** Given records **

***

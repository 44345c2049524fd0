use std::collections::BTreeSet;
use std::sync::Arc;

use domain::{
    Chat, ChatBlock, ChatBlockId, ChatId, ChatKind, ChatMember, DeliveryStatusId,
    DeliveryStatusPatch, DomainError, GroupDetail, Message, MessageId, MessageType, Pagination,
    Reaction, ReactionId, Reply, ReplyId, UserId,
};
use tracing::{debug, info, instrument};

use crate::{
    clock::Clock,
    delivery::{DeliveryLedger, DeliveryLedgerDependencies},
    dispatcher::{DispatchExt, RealtimeDispatcher, RealtimeEvent},
    dto::{ChatListItem, ChatPage, ChatView, MessageView, UnseenCount},
    error::ApplicationError,
    repository::{
        ChatBlockRepository, ChatMemberRepository, ChatRepository, DeliveryStatusRepository,
        MessageRepository, UserDirectory,
    },
    views::{assemble_chat, assemble_messages},
};

/// 会话列表里每个会话附带的最近消息条数
const LATEST_PER_CHAT: u32 = 2;

#[derive(Debug, Clone)]
pub struct GroupMeta {
    pub name: String,
    pub icon_url: Option<String>,
    pub description: Option<String>,
}

#[derive(Debug, Clone)]
pub struct CreateChatRequest {
    pub kind: ChatKind,
    pub member_ids: Vec<UserId>,
    pub creator_id: UserId, // 创建者（从JWT获取）
    pub group: Option<GroupMeta>,
}

#[derive(Debug, Clone, Default)]
pub struct ChatQuery {
    pub search: Option<String>,
    pub page: Pagination,
}

#[derive(Debug, Clone)]
pub struct SendMessageRequest {
    pub chat_id: ChatId,
    pub sender_id: UserId,
    pub text: Option<String>,
    pub file_url: Option<String>,
    pub message_type: MessageType,
}

#[derive(Debug, Clone)]
pub struct UpdateMessageRequest {
    pub message_id: MessageId,
    pub actor_id: UserId,
    pub text: Option<String>,
    pub file_url: Option<String>,
    pub status: Option<String>,
}

#[derive(Debug, Clone)]
pub struct AddReactionRequest {
    pub message_id: MessageId,
    pub user_id: UserId,
    pub emoji: String,
}

#[derive(Debug, Clone)]
pub struct AddReplyRequest {
    pub message_id: MessageId,
    pub user_id: UserId,
    pub text: Option<String>,
    pub reply_to_id: Option<ReplyId>,
}

#[derive(Debug, Clone)]
pub struct BlockUserRequest {
    pub chat_id: ChatId,
    pub blocked_by: UserId,
    pub blocked_to: UserId,
}

pub struct ChatServiceDependencies {
    pub chats: Arc<dyn ChatRepository>,
    pub members: Arc<dyn ChatMemberRepository>,
    pub messages: Arc<dyn MessageRepository>,
    pub statuses: Arc<dyn DeliveryStatusRepository>,
    pub blocks: Arc<dyn ChatBlockRepository>,
    pub users: Arc<dyn UserDirectory>,
    pub dispatcher: Arc<dyn RealtimeDispatcher>,
    pub clock: Arc<dyn Clock>,
}
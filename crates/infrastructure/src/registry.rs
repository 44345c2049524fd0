//! 在线连接注册表
//!
//! 一个用户可以同时有多个连接（多设备、多标签页）。每个连接注册时自动加入以用户 id
//! 命名的房间，之后可以再加入会话房间。注册表只由传输层在连接建立和断开时修改。

use std::collections::{HashMap, HashSet};

use domain::{ChatId, UserId};
use tokio::sync::{mpsc, RwLock};
use tracing::{debug, info, warn};
use uuid::Uuid;

/// 单个连接的标识
#[derive(Debug, Clone, Copy, PartialEq, Eq, Hash)]
pub struct ConnectionId(Uuid);

impl std::fmt::Display for ConnectionId {
    fn fmt(&self, f: &mut std::fmt::Formatter<'_>) -> std::fmt::Result {
        write!(f, "{}", self.0)
    }
}

struct Connection {
    user_id: UserId,
    sender: mpsc::Sender<String>,
    rooms: HashSet<String>,
}

#[derive(Default)]
struct Inner {
    connections: HashMap<ConnectionId, Connection>,
    rooms: HashMap<String, HashSet<ConnectionId>>,
}

pub struct ConnectionRegistry {
    inner: RwLock<Inner>,
    /// 每个连接的待发送帧上限
    buffer: usize,
}

impl ConnectionRegistry {
    pub fn new(buffer: usize) -> Self {
        Self {
            inner: RwLock::new(Inner::default()),
            buffer: buffer.max(1),
        }
    }

    /// 用户的个人房间
    pub fn user_room(user_id: UserId) -> String {
        user_id.to_string()
    }

    pub fn chat_room(chat_id: ChatId) -> String {
        format!("chat:{chat_id}")
    }

    /// 登记一个已认证的连接并加入用户房间，返回连接 id 与待发送帧的接收端
    pub async fn register(&self, user_id: UserId) -> (ConnectionId, mpsc::Receiver<String>) {
        let (sender, receiver) = mpsc::channel(self.buffer);
        let id = ConnectionId(Uuid::new_v4());
        let room = Self::user_room(user_id);

        let mut inner = self.inner.write().await;
        inner.rooms.entry(room.clone()).or_default().insert(id);
        inner.connections.insert(
            id,
            Connection {
                user_id,
                sender,
                rooms: HashSet::from([room]),
            },
        );

        info!(connection_id = %id, user_id = %user_id, "connection registered");
        (id, receiver)
    }

    /// 把连接加入房间；连接已不存在时返回 false
    pub async fn join(&self, id: ConnectionId, room: impl Into<String>) -> bool {
        let room = room.into();
        let mut inner = self.inner.write().await;
        let Some(connection) = inner.connections.get_mut(&id) else {
            return false;
        };
        connection.rooms.insert(room.clone());
        inner.rooms.entry(room.clone()).or_default().insert(id);
        debug!(connection_id = %id, room = %room, "joined room");
        true
    }

    /// 断开时移除连接及其全部房间成员关系
    pub async fn unregister(&self, id: ConnectionId) {
        let mut inner = self.inner.write().await;
        let Some(connection) = inner.connections.remove(&id) else {
            return;
        };
        for room in &connection.rooms {
            if let Some(members) = inner.rooms.get_mut(room) {
                members.remove(&id);
                if members.is_empty() {
                    inner.rooms.remove(room);
                }
            }
        }
        info!(connection_id = %id, user_id = %connection.user_id, "connection unregistered");
    }

    /// 向房间内每个连接投递一帧，返回成功入队的连接数
    ///
    /// 已关闭或积压已满的连接直接跳过，不重试。
    pub async fn emit_to_room(&self, room: &str, frame: &str) -> usize {
        let inner = self.inner.read().await;
        let Some(members) = inner.rooms.get(room) else {
            return 0;
        };

        let mut delivered = 0;
        for id in members {
            let Some(connection) = inner.connections.get(id) else {
                continue;
            };
            match connection.sender.try_send(frame.to_owned()) {
                Ok(()) => delivered += 1,
                Err(mpsc::error::TrySendError::Full(_)) => {
                    warn!(connection_id = %id, room = %room, "outbound buffer full, frame dropped");
                }
                Err(mpsc::error::TrySendError::Closed(_)) => {
                    debug!(connection_id = %id, room = %room, "connection closed, frame skipped");
                }
            }
        }
        delivered
    }

    pub async fn room_size(&self, room: &str) -> usize {
        self.inner
            .read()
            .await
            .rooms
            .get(room)
            .map(HashSet::len)
            .unwrap_or(0)
    }

    pub async fn connection_count(&self) -> usize {
        self.inner.read().await.connections.len()
    }
}

#[cfg(test)]
mod tests {
    use super::*;

    #[tokio::test]
    async fn every_session_of_a_user_receives_the_frame() {
        let registry = ConnectionRegistry::new(8);
        let user = UserId::generate();
        let room = ConnectionRegistry::user_room(user);

        let (_, mut phone) = registry.register(user).await;
        let (_, mut laptop) = registry.register(user).await;
        let (_, stale) = registry.register(user).await;
        drop(stale);

        let delivered = registry.emit_to_room(&room, "hello").await;

        assert_eq!(delivered, 2);
        assert_eq!(phone.recv().await.as_deref(), Some("hello"));
        assert_eq!(laptop.recv().await.as_deref(), Some("hello"));
    }

    #[tokio::test]
    async fn rooms_are_isolated_per_user() {
        let registry = ConnectionRegistry::new(8);
        let (alice, bob) = (UserId::generate(), UserId::generate());
        let (_, mut alice_rx) = registry.register(alice).await;
        let (_, mut bob_rx) = registry.register(bob).await;

        registry
            .emit_to_room(&ConnectionRegistry::user_room(alice), "for alice")
            .await;

        assert_eq!(alice_rx.recv().await.as_deref(), Some("for alice"));
        assert!(bob_rx.try_recv().is_err());
    }

    #[tokio::test]
    async fn unregister_cleans_up_every_room() {
        let registry = ConnectionRegistry::new(8);
        let user = UserId::generate();
        let chat_room = ConnectionRegistry::chat_room(ChatId::generate());

        let (id, _rx) = registry.register(user).await;
        assert!(registry.join(id, chat_room.clone()).await);
        assert_eq!(registry.room_size(&chat_room).await, 1);

        registry.unregister(id).await;

        assert_eq!(registry.room_size(&chat_room).await, 0);
        assert_eq!(registry.room_size(&ConnectionRegistry::user_room(user)).await, 0);
        assert_eq!(registry.connection_count().await, 0);
        assert!(!registry.join(id, chat_room).await);
    }

    #[tokio::test]
    async fn emitting_to_an_empty_room_is_a_no_op() {
        let registry = ConnectionRegistry::new(8);
        assert_eq!(registry.emit_to_room("nobody", "x").await, 0);
    }

    #[tokio::test]
    async fn full_buffer_drops_instead_of_blocking() {
        let registry = ConnectionRegistry::new(1);
        let user = UserId::generate();
        let room = ConnectionRegistry::user_room(user);
        let (_, mut rx) = registry.register(user).await;

        assert_eq!(registry.emit_to_room(&room, "first").await, 1);
        assert_eq!(registry.emit_to_room(&room, "second").await, 0);
        assert_eq!(rx.recv().await.as_deref(), Some("first"));
    }
}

***

** Work to complete **
Restate word for word only the lines above from the line containing "assert!(bob_rx.try_recv().is_err());" to the line containing "assert_eq!(registry.connection_count().await, 0);", both of them included.

** Output **
        assert!(bob_rx.try_recv().is_err());
    }

    #[tokio::test]
    async fn unregister_cleans_up_every_room() {
        let registry = ConnectionRegistry::new(8);
        let user = UserId::generate();
        let chat_room = ConnectionRegistry::chat_room(ChatId::generate());

        let (id, _rx) = registry.register(user).await;
        assert!(registry.join(id, chat_room.clone()).await);
        assert_eq!(registry.room_size(&chat_room).await, 1);

        registry.unregister(id).await;

        assert_eq!(registry.room_size(&chat_room).await, 0);
        assert_eq!(registry.room_size(&ConnectionRegistry::user_room(user)).await, 0);
        assert_eq!(registry.connection_count().await, 0);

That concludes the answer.